I didn't know that it was possible to leave one blank. You should definitely guess if you're not sure and move on.
My biggest break-through in preparing for the GMAT was the realization that sometimes guessing is a good strategy. Let's say you have a difficult question in front of you, you spend ten second reading it and you think to yourself, "This is really hard, it might take me three or four minutes to figure this out, but even then I might not figure it out." If you know you have a really hard one in front of you, you can either take a gamble and spend a lot of time to MAYBE figure it out, or you can just guess and move on. I did this a lot on the test and I got a 750. By doing this, you skip a hard question and save yourself like three or four minutes that you would have wasted, and if the guess turns out to be wrong, the next question you get will be a little bit easier.

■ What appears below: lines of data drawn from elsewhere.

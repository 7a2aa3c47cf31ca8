use crate::domain::models::{Entry, EventTime};
use crate::domain::window::TimeWindow;
use crate::infrastructure::error::InfraError;
use crate::infrastructure::event_mapper::{decode_entry, encode_entry, GoogleCalendarEvent};
use async_trait::async_trait;
use chrono::{DateTime, NaiveDate, Utc};
use log::{debug, warn};
use reqwest::{Client, RequestBuilder};
use std::sync::Mutex;
use url::Url;

const CALENDAR_API_BASE: &str = "https://www.googleapis.com/calendar/v3";
pub const DEFAULT_PAGE_SIZE: u32 = 50;

/// Supplies a bearer token that is valid at the time of the call.
#[async_trait]
pub trait AccessTokenProvider: Send + Sync {
    async fn access_token(&self) -> Result<String, InfraError>;
}

/// Events of a single calendar, seen through the todo model.
#[async_trait]
pub trait CalendarGateway: Send + Sync {
    /// Single (expanded) entries overlapping `window`, ordered by start time.
    async fn list(&self, window: &TimeWindow) -> Result<Vec<Entry>, InfraError>;

    /// Creates a whole-day entry on `day` and returns it as stored.
    async fn insert(&self, name: &str, day: NaiveDate) -> Result<Entry, InfraError>;

    /// Replaces the stored record with `entry`.
    async fn update(&self, entry: &Entry) -> Result<(), InfraError>;

    async fn delete(&self, entry: &Entry) -> Result<(), InfraError>;
}

#[derive(Debug, Clone, PartialEq, Eq)]
pub struct GatewaySettings {
    pub calendar_id: String,
    pub done_color_id: String,
    pub page_size: u32,
}

impl Default for GatewaySettings {
    fn default() -> Self {
        Self {
            calendar_id: "primary".to_string(),
            done_color_id: "8".to_string(),
            page_size: DEFAULT_PAGE_SIZE,
        }
    }
}

pub struct GoogleCalendarGateway<P>
where
    P: AccessTokenProvider,
{
    client: Client,
    token_provider: P,
    settings: GatewaySettings,
    api_base: String,
}
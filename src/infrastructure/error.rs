use thiserror::Error;

#[derive(Debug, Error)]
pub enum InfraError {
    #[error("I/O error: {0}")]
    Io(#[from] std::io::Error),
    #[error("JSON error: {0}")]
    Json(#[from] serde_json::Error),
    #[error("Invalid config: {0}")]
    InvalidConfig(String),
    #[error("Credential store error: {0}")]
    Credential(String),
    #[error("Stored token is unreadable: {0}")]
    CorruptToken(String),
    #[error("OAuth error: {0}")]
    OAuth(String),
    #[error("Calendar request failed: {0}")]
    Remote(String),
}
use crate::infrastructure::error::InfraError;
use async_trait::async_trait;
use log::warn;
use reqwest::Client;

/// Lifetime assumed when the token endpoint omits `expires_in`.
const DEFAULT_EXPIRES_IN_SECONDS: i64 = 3600;

/// Credentials identifying this installed application to the token endpoint.
#[derive(Debug, Clone, PartialEq, Eq)]
pub struct ClientCredentials {
    pub token_endpoint: String,
    pub client_id: String,
    pub client_secret: String,
}

#[derive(Debug, Clone, PartialEq, Eq)]
pub enum TokenGrant {
    AuthorizationCode { code: String, redirect_uri: String },
    RefreshToken(String),
}

#[derive(Debug, Clone)]
pub struct OAuthTokenResponse {
    pub access_token: String,
    pub refresh_token: Option<String>,
    pub expires_in: i64,
    pub token_type: Option<String>,
    pub scope: Option<String>,
}

#[async_trait]
pub trait OAuthHttpClient: Send + Sync {
    async fn request_token(
        &self,
        credentials: &ClientCredentials,
        grant: TokenGrant,
    ) -> Result<OAuthTokenResponse, InfraError>;
}

#[derive(Debug, Clone, Default)]
pub struct ReqwestOAuthClient {
    client: Client,
}

#[derive(Debug, serde::Deserialize)]
struct TokenEndpointPayload {
    access_token: Option<String>,
    refresh_token: Option<String>,
    expires_in: Option<i64>,
    token_type: Option<String>,
    scope: Option<String>,
    error: Option<String>,
    error_description: Option<String>,
}

impl ReqwestOAuthClient {
    pub fn new() -> Self {
        Self {
            client: Client::new(),
        }
    }
}

fn grant_params(credentials: &ClientCredentials, grant: TokenGrant) -> Vec<(&'static str, String)> {
    let mut params = vec![
        ("client_id", credentials.client_id.clone()),
        ("client_secret", credentials.client_secret.clone()),
    ];
    match grant {
        TokenGrant::AuthorizationCode { code, redirect_uri } => {
            params.push(("grant_type", "authorization_code".to_string()));
            params.push(("code", code));
            params.push(("redirect_uri", redirect_uri));
        }
        TokenGrant::RefreshToken(refresh_token) => {
            params.push(("grant_type", "refresh_token".to_string()));
            params.push(("refresh_token", refresh_token));
        }
    }
    params
}

#[async_trait]
impl OAuthHttpClient for ReqwestOAuthClient {
    async fn request_token(
        &self,
        credentials: &ClientCredentials,
        grant: TokenGrant,
    ) -> Result<OAuthTokenResponse, InfraError> {
        let response = self
            .client
            .post(&credentials.token_endpoint)
            .form(&grant_params(credentials, grant))
            .send()
            .await
            .map_err(|error| InfraError::OAuth(format!("request failed: {error}")))?;

        let status = response.status();
        let body = response
            .text()
            .await
            .map_err(|error| InfraError::OAuth(format!("failed reading token response: {error}")))?;

        let parsed = serde_json::from_str::<TokenEndpointPayload>(&body).map_err(|error| {
            InfraError::OAuth(format!("invalid token response payload: {error}; body={body}"))
        })?;

        if !status.is_success() || parsed.error.is_some() {
            let code = parsed.error.unwrap_or_else(|| format!("http_{}", status.as_u16()));
            let detail = parsed.error_description.unwrap_or(body);
            return Err(InfraError::OAuth(format!("token endpoint error: {code}; {detail}")));
        }

        let access_token = parsed
            .access_token
            .filter(|value| !value.trim().is_empty())
            .ok_or_else(|| InfraError::OAuth("token response did not include access_token".to_string()))?;

        let expires_in = match parsed.expires_in {
            Some(seconds) => seconds.max(0),
            None => {
                warn!("event=token_response status=no_expiry assumed_seconds={DEFAULT_EXPIRES_IN_SECONDS}");
                DEFAULT_EXPIRES_IN_SECONDS
            }
        };

        Ok(OAuthTokenResponse {
            access_token,
            refresh_token: parsed.refresh_token,
            expires_in,
            token_type: parsed.token_type,
            scope: parsed.scope,
        })
    }
}
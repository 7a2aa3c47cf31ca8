#[tokio::main]
async fn main() {
    if let Err(error) = calendar_todo::run().await {
        eprintln!("calendar-todo: {error}");
        std::process::exit(1);
    }
}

So then as you continue and as you get questions right you will work your way back up to hard questions, and the next time you get a hard one, you can think, "Hm, this could take a while, BUT, I have plenty of time to work with." or you can think, "Hm, i should skip this, it will just take too much time."
So that was my approach to time management, if I had a really difficult math problem in front of me, or a sentence correction that just didn't make any sense, I would just guess and move on. I probably did this three times on each section of the test. The way I view it, even if you get a 700 on the GMAT, that still means you're missing a lot of questions. So by guessing on questions that you judge you have a low probability of solving, you at least get the questions wrong "on your own terms".